Aquí la bebida es pretexto. Lo esencial es el vínculo: ese instante en que un sabor se enlaza con un recuerdo personal, con un paisaje de infancia, con una melodía que parecía olvidada.

Un legado en construcción

Quizá lo más admirable de su trabajo es cómo respeta la tradición al tiempo que la renueva. Cada ingrediente está ahí por su vínculo con esta tierra, con su gente, con su historia. Pero en su manera de tratarlos hay una mirada contemporánea, libre y experimental que los eleva a otro plano. Así, lo que pudo ser curiosidad se ha convertido en legado líquido: una nueva forma de mirar Burgos y de darle voz a través de la coctelería.

Su visión es clara: formación, sistematización y dignificación. “Lo tengo clarísimo: la coctelería todavía no se trabaja como debería.

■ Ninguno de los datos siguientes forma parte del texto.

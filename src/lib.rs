pub mod buffer;
pub mod config;
pub mod error;
pub mod protocol;

pub use buffer::{MessageReader, MessageWriter};
pub use config::{ClientConfig, Credentials, TlsConfig, TransportOptions};
pub use error::{ClientError, Result};
pub use protocol::{
    AffinityTopologyVersion, Connection, ConnectionListeners, ConnectionState, Endpoint,
    ProtocolVersion, ResponseHandle,
};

Muchos locales la incluyen como algo más, sin darle tiempo y espacio”, señala. No lo dice como reproche, sino como desafío: especializarse, construir identidades propias para cada bar, crear rutas de descubrimiento. “Si cada local tuviera su identidad… sería un gusto pasear por las Llanas y visitar locales”, imagina.

La conversación se acerca al final y Max me revela su propósito mayor: dejar testimonio. “Quiero escribir un libro y, sobre todo, hacer que esto se convierta en patrimonio inmaterial de Burgos. Que podamos visitar la ciudad, pero también beberla y olerla”, afirma.

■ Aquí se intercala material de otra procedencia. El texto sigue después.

impl Session {
    pub fn new(has_credentials: bool) -> Self {
        Self {
            state: ConnectionState::Initial,
            protocol_version: CURRENT_VERSION,
            node_id: None,
            next_request_id: 0,
            handshake_request_id: None,
            requests: RequestTable::new(),
            frames: FrameAssembler::new(),
            has_credentials,
            was_connected: false,
            last_error: None,
        }
    }

    pub fn state(&self) -> ConnectionState {
        self.state
    }

    pub fn protocol_version(&self) -> ProtocolVersion {
        self.protocol_version
    }

    pub fn node_id(&self) -> Option<Uuid> {
        self.node_id
    }

    pub fn was_connected(&self) -> bool {
        self.was_connected
    }

    pub fn last_error(&self) -> Option<&ClientError> {
        self.last_error.as_ref()
    }

    pub fn pending_requests(&self) -> usize {
        self.requests.len()
    }

    pub fn allocate_request_id(&mut self) -> i64 {
        let id = self.next_request_id;
        self.next_request_id += 1;
        id
    }

    pub fn ensure_connected(&self) -> Result<()> {
        match self.state {
            ConnectionState::Connected => Ok(()),
            state => Err(ClientError::IllegalState(state)),
        }
    }

    /// The transport reported the socket as connected.
    pub fn on_connected(&mut self) -> Result<()> {
        match self.state {
            ConnectionState::Initial => {
                self.state = ConnectionState::Handshaking;
                Ok(())
            }
            state => Err(ClientError::IllegalState(state)),
        }
    }

    /// Registers a handshake proposing `version` and returns the frame to send.
    pub(crate) fn begin_handshake(
        &mut self,
        version: ProtocolVersion,
        credentials: Option<Credentials>,
        reply: HandshakeSender,
    ) -> Result<Bytes> {
        if self.state != ConnectionState::Handshaking {
            return Err(match self.state {
                ConnectionState::Disconnected => self.lost_connection(),
                state => ClientError::IllegalState(state),
            });
        }

        self.protocol_version = version;
        let id = self.allocate_request_id();
        let mut request =
            PendingRequest::handshake(id, handshake::payload_writer(version, credentials), reply);
        let message = request.build_message()?;
        self.requests.insert(request)?;
        self.handshake_request_id = Some(id);

        debug!("handshake {id} proposing version {version}");
        Ok(message)
    }

    /// Places a serialized request into the correlation table just before it is written.
    pub fn register(&mut self, request: PendingRequest) -> Result<()> {
        if self.state != ConnectionState::Connected {
            return Err(match self.state {
                ConnectionState::Disconnected => self.lost_connection(),
                state => ClientError::IllegalState(state),
            });
        }
        self.requests.insert(request)
    }

    /// Error handed to callers once the connection is gone.
    pub fn lost_connection(&self) -> ClientError {
        ClientError::LostConnection(self.last_error.as_ref().map(|e| e.to_string()))
    }

    /// Appends a chunk read from the socket and decodes every complete frame in it.
    ///
    /// Responses are pushed to `dispatches` in frame order. An error is fatal for the
    /// connection: the caller must disconnect, but dispatches gathered before the error
    /// are still valid and must be delivered.
    pub fn on_data(&mut self, chunk: &[u8], dispatches: &mut Vec<Dispatch>) -> Result<()> {
        trace!("received {} bytes", chunk.len());
        self.frames.push(chunk);

        while let Some(frame) = self.frames.next_frame()? {
            if self.state == ConnectionState::Disconnected {
                break;
            }
            self.process_frame(frame, dispatches)?;
        }
        Ok(())
    }

    fn process_frame(
        &mut self,
        mut frame: MessageReader,
        dispatches: &mut Vec<Dispatch>,
    ) -> Result<()> {
        // The handshake response carries no request id on the wire.
        let request_id = match (self.state, self.handshake_request_id) {
            (ConnectionState::Handshaking, Some(id)) => id,
            (ConnectionState::Handshaking, None) => {
                return Err(ClientError::InternalProtocol(
                    "frame received while no handshake is in flight".to_string(),
                ));
            }
            _ => frame.read_i64()?,
        };

        let request = self.requests.take(request_id).ok_or_else(|| {
            ClientError::InternalProtocol(format!("no pending request with id {request_id}"))
        })?;

        if request.is_handshake() {
            self.finalize_handshake(request, frame)
        } else {
            self.finalize_response(request, frame, dispatches)
        }
    }

    fn finalize_handshake(
        &mut self,
        request: PendingRequest,
        mut frame: MessageReader,
    ) -> Result<()> {
        self.handshake_request_id = None;
        let proposed = self.protocol_version;

        match handshake::finalize(&mut frame, proposed, self.has_credentials) {
            Ok(HandshakeResult::Accepted { node_id }) => {
                self.node_id = node_id;
                self.state = ConnectionState::Connected;
                self.was_connected = true;
                info!("handshake accepted at version {proposed}");
                request.resolve_handshake(Ok(HandshakeReply::Established(proposed)));
                Ok(())
            }
            Ok(HandshakeResult::Downgrade(server)) => {
                request.resolve_handshake(Ok(HandshakeReply::Retry(server)));
                Ok(())
            }
            Err(e) => {
                request.resolve_handshake(Err(e.clone()));
                Err(e)
            }
        }
    }

    fn finalize_response(
        &mut self,
        request: PendingRequest,
        mut frame: MessageReader,
        dispatches: &mut Vec<Dispatch>,
    ) -> Result<()> {
        match ResponseStatus::read(&mut frame, self.protocol_version) {
            Ok(status) => {
                trace!(
                    "response for request {} ({} payload bytes)",
                    request.id(),
                    frame.remaining()
                );
                dispatches.push(Dispatch {
                    request,
                    topology: status.topology,
                    outcome: match status.error {
                        Some(error) => Err(error),
                        None => Ok(frame),
                    },
                });
                Ok(())
            }
            Err(e) => {
                dispatches.push(Dispatch {
                    request,
                    topology: None,
                    outcome: Err(e.clone()),
                });
                Err(e)
            }
        }
    }

    /// Moves to `Disconnected` and sweeps the correlation table.
    ///
    /// Returns `None` when already disconnected, so the sweep and the listener
    /// notification happen once per connection.
    pub fn disconnect(&mut self, cause: Option<ClientError>) -> Option<Teardown> {
        if self.state == ConnectionState::Disconnected {
            return None;
        }
        if let Some(cause) = cause {
            self.last_error = Some(cause);
        }

        info!("disconnecting from state {}", self.state);
        self.state = ConnectionState::Disconnected;
        self.handshake_request_id = None;
        self.frames.clear();

        Some(Teardown {
            requests: self.requests.drain(),
            cause: self.last_error.clone(),
            notify: self.was_connected,
        })
    }
}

Salgo del bar cuando ya ha oscurecido. El aire es frío y claro, como acostumbra en este mes. Camino despacio, con el sabor todavía en la boca y la sensación de haber viajado sin moverme apenas. Pienso en lo que Max ha hecho: abrir una puerta sensorial hacia la ciudad, enseñarnos que también se puede recorrer con el paladar y la memoria.

Y me llevo conmigo una certeza: algunos lugares no se olvidan porque en ellos se cruzan la hospitalidad, la belleza y el tiempo. Max lo sabe. Por eso sus cócteles son recuerdos encapsulados, aromas que permanecen como huellas invisibles en la piel.

Esta es la propuesta de Max. Y tras compartir una tarde con él, entiendo que no es metáfora, sino una manera nueva, íntima y poética de habitar una ciudad.